Брюс в ужасе уставился на трупы, повешенные на мосту в качестве предупреждения. Кровавые флаги, похожие на саваны, были обернуты вокруг их тел. Это же Темные века, а не современный американский город. Не Готэм.
В ярости он швырнул камень в экран, взорвавшийся фонтаном искр и сломанного пластика.
Знание того, что такие злодеяния изменяют Готэм, заставило Брюса ускорить свой и без того жестокий режим тренировок. Бесконечные отжимания, приседания и растяжки наполняли каждый час его бодрствования, пока он не забыл про еду и сон. Как будто Лига теней тренировала его снова и снова. В соседней клетке слепой доктор прислушивался к занятиям Брюса. Он высказался на своем непонятном диалекте.
– Он говорит, что в прыжке к свободе сила – не главное, – перевел европеец.

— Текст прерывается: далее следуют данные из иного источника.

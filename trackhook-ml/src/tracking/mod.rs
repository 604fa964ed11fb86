//! Experiment-tracking clients.
//!
//! A [`TrackingClient`] owns one session at a time (see [`SessionSlot`]) and
//! uploads files into it. Clients are injected wherever they are used instead
//! of living in a process-wide global.

pub mod http;
pub mod local;
pub mod session;

pub use http::HttpTrackingClient;
pub use local::LocalTrackingClient;
pub use session::SessionSlot;

use async_trait::async_trait;
use chrono::{DateTime, Utc};
use serde::{Deserialize, Serialize};
use std::fmt;
use std::path::Path;
use std::sync::Arc;
use trackhook_core::{TrackingBackend, TrackingConfig};

use crate::error::MlError;

/// Session initialization options, passed through to the backend untouched.
pub type InitOptions = serde_json::Map<String, serde_json::Value>;

/// When an uploaded file should actually be delivered.
#[derive(Debug, Clone, Copy, Default, PartialEq, Eq, Hash, Serialize, Deserialize)]
#[serde(rename_all = "snake_case")]
pub enum DeliveryPolicy {
    /// Upload immediately.
    #[default]
    Now,
    /// Upload immediately and again when the session finishes.
    Live,
    /// Defer the upload until the session finishes.
    End,
}

impl DeliveryPolicy {
    pub fn as_str(&self) -> &'static str {
        match self {
            DeliveryPolicy::Now => "now",
            DeliveryPolicy::Live => "live",
            DeliveryPolicy::End => "end",
        }
    }

    /// Whether a save with this policy delivers before the session ends.
    pub fn uploads_now(&self) -> bool {
        matches!(self, DeliveryPolicy::Now | DeliveryPolicy::Live)
    }

    /// Whether a save with this policy is (re)delivered at session end.
    pub fn uploads_at_end(&self) -> bool {
        matches!(self, DeliveryPolicy::Live | DeliveryPolicy::End)
    }
}

impl fmt::Display for DeliveryPolicy {
    fn fmt(&self, f: &mut fmt::Formatter<'_>) -> fmt::Result {
        f.write_str(self.as_str())
    }
}

/// An active tracking session.
#[derive(Debug, Clone, PartialEq, Serialize, Deserialize)]
pub struct SessionInfo {
    pub run_id: String,
    pub backend: String,
    /// Where the run can be viewed (a URL or a local directory).
    pub location: Option<String>,
    pub options: InitOptions,
    pub started_at: DateTime<Utc>,
}

/// Client for an experiment-tracking service.
#[async_trait]
pub trait TrackingClient: Send + Sync {
    /// Backend name used in log output.
    fn backend(&self) -> &str;

    /// Whether a session is currently active.
    fn is_active(&self) -> bool;

    /// The active session, if any.
    fn session(&self) -> Option<SessionInfo>;

    /// Start a session. Fails if one is already active.
    async fn init(&self, options: Option<&InitOptions>) -> Result<SessionInfo, MlError>;

    /// Upload a file into the active session according to `policy`.
    async fn save(&self, path: &Path, policy: DeliveryPolicy) -> Result<(), MlError>;

    /// Deliver deferred uploads and close the session. No-op without a session.
    async fn finish(&self) -> Result<(), MlError>;
}

/// Build the client selected by the configuration.
pub fn client_from_config(config: &TrackingConfig) -> Result<Arc<dyn TrackingClient>, MlError> {
    config.validate()?;
    let client: Arc<dyn TrackingClient> = match config.backend {
        TrackingBackend::Local => Arc::new(LocalTrackingClient::new(config.local_dir.clone())),
        TrackingBackend::Http => Arc::new(HttpTrackingClient::from_config(config)?),
    };
    tracing::debug!(backend = client.backend(), "Created tracking client");
    Ok(client)
}

pub(crate) fn file_name_of(path: &Path) -> Result<String, MlError> {
    path.file_name()
        .map(|n| n.to_string_lossy().into_owned())
        .ok_or_else(|| MlError::invalid_input(format!("not a file path: {}", path.display())))
}
//! Error types for configuration loading.

/// Errors raised while resolving or validating configuration.
#[derive(Debug, thiserror::Error)]
pub enum ConfigError {
    #[error("Failed to extract configuration: {0}")]
    Extract(#[from] Box<figment::Error>),

    #[error("Missing required field: {field}")]
    MissingField { field: String },

    #[error("Invalid value for {field}: {message}")]
    InvalidValue { field: String, message: String },

    #[error("Failed to write configuration: {0}")]
    Write(#[from] std::io::Error),

    #[error("Failed to serialize configuration: {0}")]
    Serialize(#[from] toml::ser::Error),
}
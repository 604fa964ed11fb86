//! # Trackhook Core
//!
//! Shared building blocks for the trackhook workspace: layered configuration
//! and the atomic persistence helpers used by the checkpoint store and the
//! offline tracking backend.

pub mod config;
pub mod error;
pub mod persistence;

pub use config::{
    CheckpointConfig, TrackhookConfig, TrackingBackend, TrackingConfig, init_workspace_config,
    load_config,
};
pub use error::ConfigError;
//! Training experiment records.

use chrono::{DateTime, Utc};
use serde::{Deserialize, Serialize};
use std::path::PathBuf;

use super::metrics::TrainingMetrics;

/// Training status.
#[derive(Debug, Clone, Copy, PartialEq, Eq, Serialize, Deserialize)]
#[serde(rename_all = "snake_case")]
pub enum TrainingStatus {
    Pending,
    Running,
    Completed,
    Failed,
    Cancelled,
}

/// A training experiment.
#[derive(Debug, Clone, Serialize, Deserialize)]
pub struct TrainingExperiment {
    pub id: String,
    pub name: String,
    pub model_type: String,
    pub max_epochs: usize,
    pub status: TrainingStatus,
    pub metrics: TrainingMetrics,
    /// Last checkpoint recorded for this experiment, if any.
    pub checkpoint_path: Option<PathBuf>,
    pub created_at: DateTime<Utc>,
    pub updated_at: DateTime<Utc>,
    pub error: Option<String>,
}

impl TrainingExperiment {
    pub fn new(name: &str, model_type: &str, max_epochs: usize) -> Self {
        let now = Utc::now();
        Self {
            id: uuid::Uuid::new_v4().to_string(),
            name: name.to_string(),
            model_type: model_type.to_string(),
            max_epochs,
            status: TrainingStatus::Pending,
            metrics: TrainingMetrics::default(),
            checkpoint_path: None,
            created_at: now,
            updated_at: now,
            error: None,
        }
    }

    /// Use an explicit id instead of a generated one (e.g. when resuming).
    pub fn with_id(mut self, id: impl Into<String>) -> Self {
        self.id = id.into();
        self
    }

    pub(crate) fn set_status(&mut self, status: TrainingStatus) {
        self.status = status;
        self.updated_at = Utc::now();
    }
}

Брюс не согласился. Он занимался боем с тенью в своей камере, нанося удары руками и ногами по пустому воздуху.
– Мое тело делает прыжок.
– Выживание – это дух, – сказал слепой на ломаном английском, удивляя Брюса. Акцент был сильным, но смысл был более или менее ясным. – Душа.

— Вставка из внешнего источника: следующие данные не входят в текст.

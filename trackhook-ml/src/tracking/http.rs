//! Remote tracking backend over HTTP.
//!
//! Endpoints, relative to the configured base URL:
//! - `POST /api/runs` with the init options as the JSON body, returns `{"id", "url"?}`
//! - `POST /api/runs/{id}/files` multipart upload (`file` part, `policy` text field)
//! - `POST /api/runs/{id}/finish`

use async_trait::async_trait;
use chrono::Utc;
use serde::Deserialize;
use std::path::Path;
use std::time::Duration;
use tracing::{debug, info};
use trackhook_core::TrackingConfig;

use super::session::SessionSlot;
use super::{DeliveryPolicy, InitOptions, SessionInfo, TrackingClient, file_name_of};
use crate::error::MlError;

#[derive(Debug, Deserialize)]
struct RunCreated {
    id: String,
    #[serde(default)]
    url: Option<String>,
}

/// Tracking client for a remote tracking server.
pub struct HttpTrackingClient {
    client: reqwest::Client,
    base_url: String,
    api_key: Option<String>,
    slot: SessionSlot,
}

impl HttpTrackingClient {
    pub fn new(
        base_url: impl Into<String>,
        api_key: Option<String>,
        timeout: Duration,
    ) -> Result<Self, MlError> {
        let client = reqwest::Client::builder().timeout(timeout).build()?;
        Ok(Self {
            client,
            base_url: base_url.into().trim_end_matches('/').to_string(),
            api_key,
            slot: SessionSlot::new(),
        })
    }

    /// Build from config, reading the API key from the configured env var.
    pub fn from_config(config: &TrackingConfig) -> Result<Self, MlError> {
        let base_url = config
            .base_url
            .clone()
            .ok_or_else(|| MlError::config("tracking.base_url is required for the http backend"))?;
        let api_key = std::env::var(&config.api_key_env).ok();
        if api_key.is_none() {
            debug!(env = %config.api_key_env, "No tracking API key set; sending unauthenticated requests");
        }
        Self::new(base_url, api_key, Duration::from_secs(config.timeout_secs))
    }

    fn endpoint(&self, path: &str) -> String {
        format!("{}/api/{}", self.base_url, path.trim_start_matches('/'))
    }

    fn post(&self, url: &str) -> reqwest::RequestBuilder {
        let request = self.client.post(url);
        match &self.api_key {
            Some(key) => request.bearer_auth(key),
            None => request,
        }
    }

    async fn check(response: reqwest::Response, what: &str) -> Result<reqwest::Response, MlError> {
        if response.status().is_success() {
            return Ok(response);
        }
        let status = response.status();
        let body = response.text().await.unwrap_or_default();
        Err(MlError::tracking(format!("{what} failed with {status}: {body}")))
    }

    async fn upload(&self, run_id: &str, path: &Path, policy: DeliveryPolicy) -> Result<(), MlError> {
        let name = file_name_of(path)?;
        let bytes = tokio::fs::read(path).await.map_err(|e| match e.kind() {
            std::io::ErrorKind::NotFound => {
                MlError::not_found(format!("file to upload: {}", path.display()))
            }
            _ => MlError::Io(e),
        })?;
        let size = bytes.len();

        let part = reqwest::multipart::Part::bytes(bytes)
            .file_name(name.clone())
            .mime_str("application/octet-stream")?;
        let form = reqwest::multipart::Form::new()
            .part("file", part)
            .text("policy", policy.as_str());

        let url = self.endpoint(&format!("runs/{run_id}/files"));
        let response = self.post(&url).multipart(form).send().await?;
        Self::check(response, "file upload").await?;

        info!(run_id, file = %name, size_bytes = size, %policy, "Uploaded file");
        Ok(())
    }
}

#[async_trait]
impl TrackingClient for HttpTrackingClient {
    fn backend(&self) -> &str {
        "http"
    }

    fn is_active(&self) -> bool {
        self.slot.is_active()
    }

    fn session(&self) -> Option<SessionInfo> {
        self.slot.current()
    }

    async fn init(&self, options: Option<&InitOptions>) -> Result<SessionInfo, MlError> {
        if let Some(active) = self.slot.current() {
            return Err(MlError::tracking(format!(
                "session {} is already active",
                active.run_id
            )));
        }
        let options = options
            .filter(|o| o.contains_key("project"))
            .ok_or_else(|| MlError::config("http tracking sessions need a 'project' init option"))?;

        let response = self
            .post(&self.endpoint("runs"))
            .json(options)
            .send()
            .await?;
        let created: RunCreated = Self::check(response, "run creation").await?.json().await?;

        let info = SessionInfo {
            run_id: created.id,
            backend: self.backend().to_string(),
            location: created.url,
            options: options.clone(),
            started_at: Utc::now(),
        };
        self.slot.begin(info.clone())?;
        info!(run_id = %info.run_id, url = ?info.location, "Started remote tracking run");
        Ok(info)
    }

    async fn save(&self, path: &Path, policy: DeliveryPolicy) -> Result<(), MlError> {
        let session = self.slot.require("save")?;
        if policy.uploads_now() {
            self.upload(&session.run_id, path, policy).await?;
        }
        self.slot.defer(path.to_path_buf(), policy);
        Ok(())
    }

    async fn finish(&self) -> Result<(), MlError> {
        let Some(session) = self.slot.current() else {
            return Ok(());
        };
        let deferred = self.slot.deferred();
        for path in &deferred {
            self.upload(&session.run_id, path, DeliveryPolicy::End).await?;
            self.slot.undefer(path);
        }
        let url = self.endpoint(&format!("runs/{}/finish", session.run_id));
        let response = self.post(&url).send().await?;
        Self::check(response, "run finish").await?;
        self.slot.end();
        info!(run_id = %session.run_id, deferred = deferred.len(), "Finished remote tracking run");
        Ok(())
    }
}
//! Ejection patterns for crowns, spray and jets.

use std::{f32::consts::PI, f32::consts::TAU, time::Duration};

use glam::Vec2;
use liquid_sandbox_core::{CrownMode, CrownTuning, JetTuning, SprayTuning};
use rand::Rng;
use rand_distr::{Distribution, Normal};

/// Lateral speeds below this do not bias spray.
const LATERAL_EPSILON: f32 = 1e-3;

/// Single crown rim cusp.
#[derive(Clone, Copy, Debug, PartialEq)]
pub(crate) struct Cusp {
    /// Launch angle in radians measured from +x.
    pub(crate) angle: f32,
    /// Delay after impact before the cusp is released.
    pub(crate) delay: Duration,
}

/// Number of cusps the rim breaks into.
pub(crate) fn cusp_count(tuning: &CrownTuning, rim_radius: f32) -> u32 {
    match tuning.mode {
        CrownMode::Naive => tuning.naive_cusps.max(1),
        CrownMode::RayleighPlateau => {
            let circumference = TAU * rim_radius.max(0.0);
            let derived = (circumference / tuning.wavelength).round();
            let derived = if derived.is_finite() { derived as u32 } else { 0 };
            derived.clamp(tuning.min_cusps.max(1), tuning.max_cusps.max(1))
        }
    }
}

/// Computes the rim cusps for a crown of the given radius, ordered by release time.
pub(crate) fn crown_cusps<R: Rng + ?Sized>(
    tuning: &CrownTuning,
    rim_radius: f32,
    rng: &mut R,
) -> Vec<Cusp> {
    let count = cusp_count(tuning, rim_radius);
    let low = tuning.min_angle_degrees.to_radians();
    let high = tuning.max_angle_degrees.to_radians().max(low);
    let spacing = (high - low) / count as f32;
    let jitter = tuning.jitter_radians.abs();
    let normal = Normal::new(0.0_f32, jitter).ok();
    let window_ms = tuning.ejection_window_ms as f32;

    let mut cusps: Vec<Cusp> = (0..count)
        .map(|index| {
            let base = low + spacing * (index as f32 + 0.5);
            let (offset, delay) = match tuning.mode {
                CrownMode::Naive => {
                    let offset = if jitter > 0.0 {
                        rng.gen_range(-jitter..=jitter)
                    } else {
                        0.0
                    };
                    (offset, Duration::ZERO)
                }
                CrownMode::RayleighPlateau => {
                    let offset = normal.map_or(0.0, |normal| normal.sample(rng));
                    let delay = if tuning.progressive {
                        let stagger = window_ms * (index as f32 + rng.gen::<f32>()) / count as f32;
                        Duration::from_millis(stagger.round() as u64)
                    } else {
                        Duration::ZERO
                    };
                    (offset, delay)
                }
            };
            Cusp {
                angle: (base + offset).clamp(low, high),
                delay,
            }
        })
        .collect();
    cusps.sort_by_key(|cusp| cusp.delay);
    cusps
}

/// Spray droplet launch parameters.
#[derive(Clone, Copy, Debug, PartialEq)]
pub(crate) struct SprayShot {
    /// Launch angle in radians measured from +x, strictly above the horizon.
    pub(crate) angle: f32,
    /// Multiplier applied to the nominal spray speed.
    pub(crate) speed_scale: f32,
}

/// Scatters spray above the horizon, pushed away from the impactor's lateral motion.
pub(crate) fn spray_shots<R: Rng + ?Sized>(
    tuning: &SprayTuning,
    count: u32,
    lateral_velocity: f32,
    rng: &mut R,
) -> Vec<SprayShot> {
    let margin = tuning.horizon_margin_degrees.to_radians();
    let low = margin;
    let high = (PI - margin).max(low);
    let bias = if lateral_velocity.abs() > LATERAL_EPSILON {
        -lateral_velocity.signum() * tuning.lateral_bias
    } else {
        0.0
    };
    let variance = tuning.speed_variance.abs();

    (0..count)
        .map(|_| {
            let raw = rng.gen_range(low..=high);
            let direction = Vec2::new(raw.cos() + bias, raw.sin());
            let angle = direction.y.atan2(direction.x).clamp(low, high);
            let speed_scale = if variance > 0.0 {
                1.0 + rng.gen_range(-variance..=variance)
            } else {
                1.0
            };
            SprayShot { angle, speed_scale }
        })
        .collect()
}

/// Launch speeds of the jet column; each parcel climbs higher than the previous one.
pub(crate) fn jet_speeds(tuning: &JetTuning, intensity: f32, gravity: f32) -> Vec<f32> {
    (0..tuning.parcels)
        .map(|index| {
            let height = (tuning.base_height + tuning.height_step * index as f32) * intensity;
            (2.0 * gravity * height.max(0.0)).sqrt()
        })
        .collect()
}

/// Unit launch direction for an angle measured from +x.
pub(crate) fn direction(angle: f32) -> Vec2 {
    Vec2::new(angle.cos(), angle.sin())
}

#[cfg(test)]
mod tests {
    use super::*;
    use rand::SeedableRng;
    use rand_chacha::ChaCha8Rng;

    fn rng() -> ChaCha8Rng {
        ChaCha8Rng::seed_from_u64(7)
    }

    #[test]
    fn rayleigh_plateau_count_follows_circumference() {
        let tuning = CrownTuning::default();
        assert_eq!(cusp_count(&tuning, 0.5), 9);
        assert_eq!(cusp_count(&tuning, 0.01), tuning.min_cusps);
        assert_eq!(cusp_count(&tuning, 50.0), tuning.max_cusps);
    }

    #[test]
    fn naive_crown_uses_fixed_count_without_delay() {
        let tuning = CrownTuning {
            mode: CrownMode::Naive,
            ..CrownTuning::default()
        };
        let cusps = crown_cusps(&tuning, 2.0, &mut rng());
        assert_eq!(cusps.len(), 8);
        assert!(cusps.iter().all(|cusp| cusp.delay.is_zero()));
    }

    #[test]
    fn cusps_stay_inside_angle_range_and_window() {
        let tuning = CrownTuning::default();
        let low = tuning.min_angle_degrees.to_radians();
        let high = tuning.max_angle_degrees.to_radians();
        let window = Duration::from_millis(u64::from(tuning.ejection_window_ms));

        let cusps = crown_cusps(&tuning, 0.6, &mut rng());

        assert!(!cusps.is_empty());
        for cusp in &cusps {
            assert!(cusp.angle >= low && cusp.angle <= high);
            assert!(cusp.delay <= window);
        }
        assert!(cusps.windows(2).all(|pair| pair[0].delay <= pair[1].delay));
    }

    #[test]
    fn spray_is_pushed_against_lateral_motion() {
        let tuning = SprayTuning {
            lateral_bias: 1.0,
            ..SprayTuning::default()
        };
        let shots = spray_shots(&tuning, 64, -3.0, &mut rng());

        let mean_x: f32 =
            shots.iter().map(|shot| shot.angle.cos()).sum::<f32>() / shots.len() as f32;
        assert!(mean_x > 0.2, "spray not biased: {mean_x}");
        for shot in &shots {
            assert!(shot.angle > 0.0 && shot.angle < PI);
        }
    }

    #[test]
    fn jet_parcels_climb_progressively_higher() {
        let speeds = jet_speeds(&JetTuning::default(), 1.0, 9.81);
        assert_eq!(speeds.len(), 4);
        assert!(speeds.windows(2).all(|pair| pair[0] < pair[1]));
        assert!((speeds[0] - (2.0_f32 * 9.81 * 0.4).sqrt()).abs() < 1e-5);
    }
}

– Моя душа готова убежать, как и мое тело, – настаивал Брюс.
Слепой покачал головой.
– Страх – вот почему ты терпишь неудачу.
– Я не боюсь, – возразил Брюс. – Я злюсь.
Он ударил кулаком воздух, представляя перед собой уродливое лицо Бэйна. Он представил, как гротескная черная маска трескается под его костяшками, точно так же, как Бэйн расколол маску Бэтмена. Ему не терпелось отомстить.
Наконец, он был готов снова попробовать взобраться на стену.
Веревка снова обвилась вокруг него, толстые спирали натирали его ушибленные ребра, он начал подниматься. На этот раз собралась гораздо меньшая толпа. Большинство заключенных уже видели это шоу; они были мало заинтересованы в повторении на бис. Только горстка заключенных наблюдала со смутным интересом.
Это вполне устраивало Брюса. Он делал это не ради публики.
Сердито, позволяя своей ярости управлять собой, он снова взобрался на стену, разыскивая запомнившиеся поручни и щели. Несмотря на уже состоявшееся знакомство с утесом, подъем не стал легче. Тяжело дыша, он боролся со стеной, как будто это был еще один враг, удерживающий его вдали от Готэма. Он думал о Гордоне, лежащем на больничной койке.
О нападении на футбольный стадион.
О тех телах, свисающих с моста...
Отслоившийся кусок породы отломился от скалы и, потеряв опору, Брюс снова упал. Веревка натянулась, впиваясь в грудь и подмышки, и он снова врезался в стену. Во всяком случае, столкновение было более жестоким, чем предыдущее. Боль еще одной неудачи разбила ему душу, суровый камень наказал его тело. Он болтался вверх ногами, высоко над грязной зеленой лужей на дне ямы.
Далекий проблеск солнечного света дразнил его.
Внизу слепой покачал головой, а европеец играл в карты с тощим, недокормленным заключенным, который посмотрел на Брюса, беспомощно висящего над головой. Капля пота упала на карточный стол.
– Разве вы не должны его спустить вниз? – спросил костлявый заключенный.
Европеец пожал плечами и разыграл другую карту.
– Он справится.
Брюс проснулся на своей койке, уже не ребенок, но он снова оказался в ловушке на дне ямы. На этот раз отец не придет его спасать. Он должен был сделать это сам.
Слепой доктор сидел рядом с койкой. Он прочистил горло, чтобы привлечь внимание Брюса.
– Ты не боишься смерти, – сказал он. – Ты думаешь, это делает тебя сильным. Это делает тебя слабым.
Брюс не понял. Он всегда боролся, чтобы преодолеть свой страх.
– Почему? – спросил он.
– Как можно двигаться быстрее возможного, – спросил другой человек, – сражаться дольше возможного, если не от самого сильного импульса духа? Страха смерти. Желания выжить.
– Я боюсь смерти, – сказал он. – Я боюсь умереть здесь, пока мой город горит, и никто не может его спасти.
– Тогда совершай восхождение, – сказал слепой.